**Work order:**
Copy every line in the records below that contains the word "fields".

------ Exercise data

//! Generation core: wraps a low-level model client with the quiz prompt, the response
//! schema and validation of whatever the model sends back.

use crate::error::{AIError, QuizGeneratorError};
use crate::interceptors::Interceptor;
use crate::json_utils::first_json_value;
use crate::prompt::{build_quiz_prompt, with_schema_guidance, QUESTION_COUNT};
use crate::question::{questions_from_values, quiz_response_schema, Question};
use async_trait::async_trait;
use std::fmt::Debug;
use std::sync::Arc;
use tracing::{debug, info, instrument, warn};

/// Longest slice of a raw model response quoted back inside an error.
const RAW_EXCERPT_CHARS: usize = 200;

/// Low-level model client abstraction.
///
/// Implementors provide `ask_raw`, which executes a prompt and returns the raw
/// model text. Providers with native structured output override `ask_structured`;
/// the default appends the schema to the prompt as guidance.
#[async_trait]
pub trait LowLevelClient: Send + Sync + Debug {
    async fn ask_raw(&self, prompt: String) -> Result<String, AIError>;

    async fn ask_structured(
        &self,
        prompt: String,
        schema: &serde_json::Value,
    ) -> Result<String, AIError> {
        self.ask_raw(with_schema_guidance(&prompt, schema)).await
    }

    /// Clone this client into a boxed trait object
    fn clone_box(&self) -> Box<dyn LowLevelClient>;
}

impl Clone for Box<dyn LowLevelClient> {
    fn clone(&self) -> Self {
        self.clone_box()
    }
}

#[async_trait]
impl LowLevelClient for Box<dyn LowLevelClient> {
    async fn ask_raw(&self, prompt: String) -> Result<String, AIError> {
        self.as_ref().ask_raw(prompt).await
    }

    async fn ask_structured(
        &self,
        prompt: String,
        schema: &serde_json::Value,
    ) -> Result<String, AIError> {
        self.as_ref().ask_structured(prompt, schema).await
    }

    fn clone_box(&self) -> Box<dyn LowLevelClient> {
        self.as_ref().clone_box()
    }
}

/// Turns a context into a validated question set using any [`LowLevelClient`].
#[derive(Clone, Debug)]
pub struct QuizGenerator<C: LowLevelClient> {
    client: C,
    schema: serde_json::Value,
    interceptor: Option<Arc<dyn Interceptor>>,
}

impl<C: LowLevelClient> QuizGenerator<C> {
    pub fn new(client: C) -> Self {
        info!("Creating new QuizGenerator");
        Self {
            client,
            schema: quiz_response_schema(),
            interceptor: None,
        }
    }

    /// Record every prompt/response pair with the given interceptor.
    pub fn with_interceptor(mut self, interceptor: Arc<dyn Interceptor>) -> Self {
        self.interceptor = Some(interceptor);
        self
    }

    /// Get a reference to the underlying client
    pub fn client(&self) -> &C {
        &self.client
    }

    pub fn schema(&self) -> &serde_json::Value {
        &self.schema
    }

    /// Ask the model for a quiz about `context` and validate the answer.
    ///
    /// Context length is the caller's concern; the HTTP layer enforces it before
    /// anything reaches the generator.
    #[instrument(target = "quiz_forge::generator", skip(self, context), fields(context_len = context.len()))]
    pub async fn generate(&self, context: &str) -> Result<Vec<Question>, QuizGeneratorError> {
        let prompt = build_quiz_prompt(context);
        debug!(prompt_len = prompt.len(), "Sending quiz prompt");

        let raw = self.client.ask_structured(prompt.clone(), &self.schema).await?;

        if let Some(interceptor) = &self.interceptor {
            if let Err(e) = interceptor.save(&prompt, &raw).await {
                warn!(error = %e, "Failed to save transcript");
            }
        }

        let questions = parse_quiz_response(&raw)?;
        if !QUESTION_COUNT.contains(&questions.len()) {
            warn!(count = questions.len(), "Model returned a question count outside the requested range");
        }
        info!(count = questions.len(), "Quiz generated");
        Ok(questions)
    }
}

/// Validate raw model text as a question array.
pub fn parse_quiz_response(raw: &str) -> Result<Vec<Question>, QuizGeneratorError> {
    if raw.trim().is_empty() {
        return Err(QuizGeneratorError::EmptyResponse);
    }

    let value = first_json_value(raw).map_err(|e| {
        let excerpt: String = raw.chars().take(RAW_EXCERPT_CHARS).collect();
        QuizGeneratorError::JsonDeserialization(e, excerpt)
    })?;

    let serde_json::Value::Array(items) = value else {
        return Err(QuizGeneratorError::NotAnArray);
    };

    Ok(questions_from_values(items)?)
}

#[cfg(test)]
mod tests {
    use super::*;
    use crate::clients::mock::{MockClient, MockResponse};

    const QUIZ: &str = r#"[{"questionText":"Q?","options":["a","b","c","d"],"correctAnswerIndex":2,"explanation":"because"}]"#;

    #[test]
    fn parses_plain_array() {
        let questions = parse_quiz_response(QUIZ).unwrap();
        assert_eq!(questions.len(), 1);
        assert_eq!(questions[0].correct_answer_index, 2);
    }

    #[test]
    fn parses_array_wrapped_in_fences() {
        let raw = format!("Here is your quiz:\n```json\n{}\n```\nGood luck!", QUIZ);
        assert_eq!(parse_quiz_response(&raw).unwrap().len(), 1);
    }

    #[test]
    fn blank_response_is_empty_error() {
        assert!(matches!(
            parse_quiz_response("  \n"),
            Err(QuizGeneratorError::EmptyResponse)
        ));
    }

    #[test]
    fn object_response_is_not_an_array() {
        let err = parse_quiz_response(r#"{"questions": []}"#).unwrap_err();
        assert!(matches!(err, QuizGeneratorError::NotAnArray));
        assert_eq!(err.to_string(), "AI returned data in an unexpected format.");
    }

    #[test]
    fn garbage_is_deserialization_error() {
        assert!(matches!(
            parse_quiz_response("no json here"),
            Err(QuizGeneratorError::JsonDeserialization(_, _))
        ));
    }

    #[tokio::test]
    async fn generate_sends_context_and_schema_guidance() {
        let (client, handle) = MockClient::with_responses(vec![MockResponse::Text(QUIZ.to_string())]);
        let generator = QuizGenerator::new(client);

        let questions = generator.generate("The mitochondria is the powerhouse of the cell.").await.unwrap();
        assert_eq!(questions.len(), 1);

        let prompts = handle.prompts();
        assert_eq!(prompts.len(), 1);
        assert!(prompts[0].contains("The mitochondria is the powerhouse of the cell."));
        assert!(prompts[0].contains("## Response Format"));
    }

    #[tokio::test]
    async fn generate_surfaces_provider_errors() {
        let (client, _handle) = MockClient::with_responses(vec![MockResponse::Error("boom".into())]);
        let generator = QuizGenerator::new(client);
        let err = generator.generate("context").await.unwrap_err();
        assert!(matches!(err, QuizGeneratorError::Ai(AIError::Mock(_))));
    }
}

------------
------ Exercise data

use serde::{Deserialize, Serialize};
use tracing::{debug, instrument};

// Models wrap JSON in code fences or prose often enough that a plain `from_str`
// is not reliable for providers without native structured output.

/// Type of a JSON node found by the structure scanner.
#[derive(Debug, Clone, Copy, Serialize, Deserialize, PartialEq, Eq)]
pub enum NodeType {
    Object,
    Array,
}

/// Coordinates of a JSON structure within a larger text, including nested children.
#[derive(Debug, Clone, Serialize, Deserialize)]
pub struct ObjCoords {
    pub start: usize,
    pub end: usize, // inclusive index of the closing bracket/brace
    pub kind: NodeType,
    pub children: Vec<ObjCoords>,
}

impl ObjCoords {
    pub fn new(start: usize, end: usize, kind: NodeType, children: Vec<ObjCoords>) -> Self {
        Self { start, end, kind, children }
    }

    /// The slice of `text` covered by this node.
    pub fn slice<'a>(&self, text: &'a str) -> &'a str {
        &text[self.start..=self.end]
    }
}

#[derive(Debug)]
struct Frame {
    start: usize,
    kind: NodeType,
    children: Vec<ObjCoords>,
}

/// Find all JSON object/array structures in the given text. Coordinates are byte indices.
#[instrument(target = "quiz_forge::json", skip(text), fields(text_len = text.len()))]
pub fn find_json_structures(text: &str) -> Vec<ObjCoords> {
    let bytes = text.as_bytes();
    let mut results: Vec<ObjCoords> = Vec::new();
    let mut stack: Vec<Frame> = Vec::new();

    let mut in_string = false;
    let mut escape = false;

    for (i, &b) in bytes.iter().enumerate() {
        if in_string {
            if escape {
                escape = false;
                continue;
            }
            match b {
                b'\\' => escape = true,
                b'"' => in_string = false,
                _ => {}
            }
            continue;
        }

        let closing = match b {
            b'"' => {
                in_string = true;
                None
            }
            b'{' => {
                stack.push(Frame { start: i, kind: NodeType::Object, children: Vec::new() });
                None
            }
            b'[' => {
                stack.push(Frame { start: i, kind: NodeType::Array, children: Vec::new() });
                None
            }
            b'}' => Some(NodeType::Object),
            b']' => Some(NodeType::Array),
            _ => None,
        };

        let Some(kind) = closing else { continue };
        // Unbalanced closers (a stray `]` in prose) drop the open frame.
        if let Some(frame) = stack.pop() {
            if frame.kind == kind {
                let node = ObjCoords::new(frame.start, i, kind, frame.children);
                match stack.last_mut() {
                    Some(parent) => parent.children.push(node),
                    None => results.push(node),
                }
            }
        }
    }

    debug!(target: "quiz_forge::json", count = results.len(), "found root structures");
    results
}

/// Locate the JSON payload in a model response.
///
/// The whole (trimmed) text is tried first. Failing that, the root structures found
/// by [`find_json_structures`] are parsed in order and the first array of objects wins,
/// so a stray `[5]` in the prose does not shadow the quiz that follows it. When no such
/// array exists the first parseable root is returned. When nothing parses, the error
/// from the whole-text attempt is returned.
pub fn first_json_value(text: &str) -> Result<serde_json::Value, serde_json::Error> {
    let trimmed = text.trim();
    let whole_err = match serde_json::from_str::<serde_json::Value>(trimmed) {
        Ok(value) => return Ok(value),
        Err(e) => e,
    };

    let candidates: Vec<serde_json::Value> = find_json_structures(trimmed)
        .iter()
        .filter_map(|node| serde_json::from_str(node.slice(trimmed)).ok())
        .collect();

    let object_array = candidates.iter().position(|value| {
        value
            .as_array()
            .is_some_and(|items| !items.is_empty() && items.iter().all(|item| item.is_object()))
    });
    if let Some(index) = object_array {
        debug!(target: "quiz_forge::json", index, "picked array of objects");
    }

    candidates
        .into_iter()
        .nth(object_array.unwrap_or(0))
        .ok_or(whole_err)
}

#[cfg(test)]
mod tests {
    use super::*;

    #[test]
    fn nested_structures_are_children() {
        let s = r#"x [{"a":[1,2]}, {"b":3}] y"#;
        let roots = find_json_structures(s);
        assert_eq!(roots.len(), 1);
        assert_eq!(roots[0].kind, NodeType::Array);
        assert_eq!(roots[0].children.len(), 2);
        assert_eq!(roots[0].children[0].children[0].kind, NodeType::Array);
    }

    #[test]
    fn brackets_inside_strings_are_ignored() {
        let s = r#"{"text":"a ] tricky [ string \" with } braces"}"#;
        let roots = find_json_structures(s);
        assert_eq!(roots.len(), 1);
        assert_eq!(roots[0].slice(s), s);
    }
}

------------

**Your solution:**
    #[instrument(target = "quiz_forge::generator", skip(self, context), fields(context_len = context.len()))]
#[instrument(target = "quiz_forge::json", skip(text), fields(text_len = text.len()))]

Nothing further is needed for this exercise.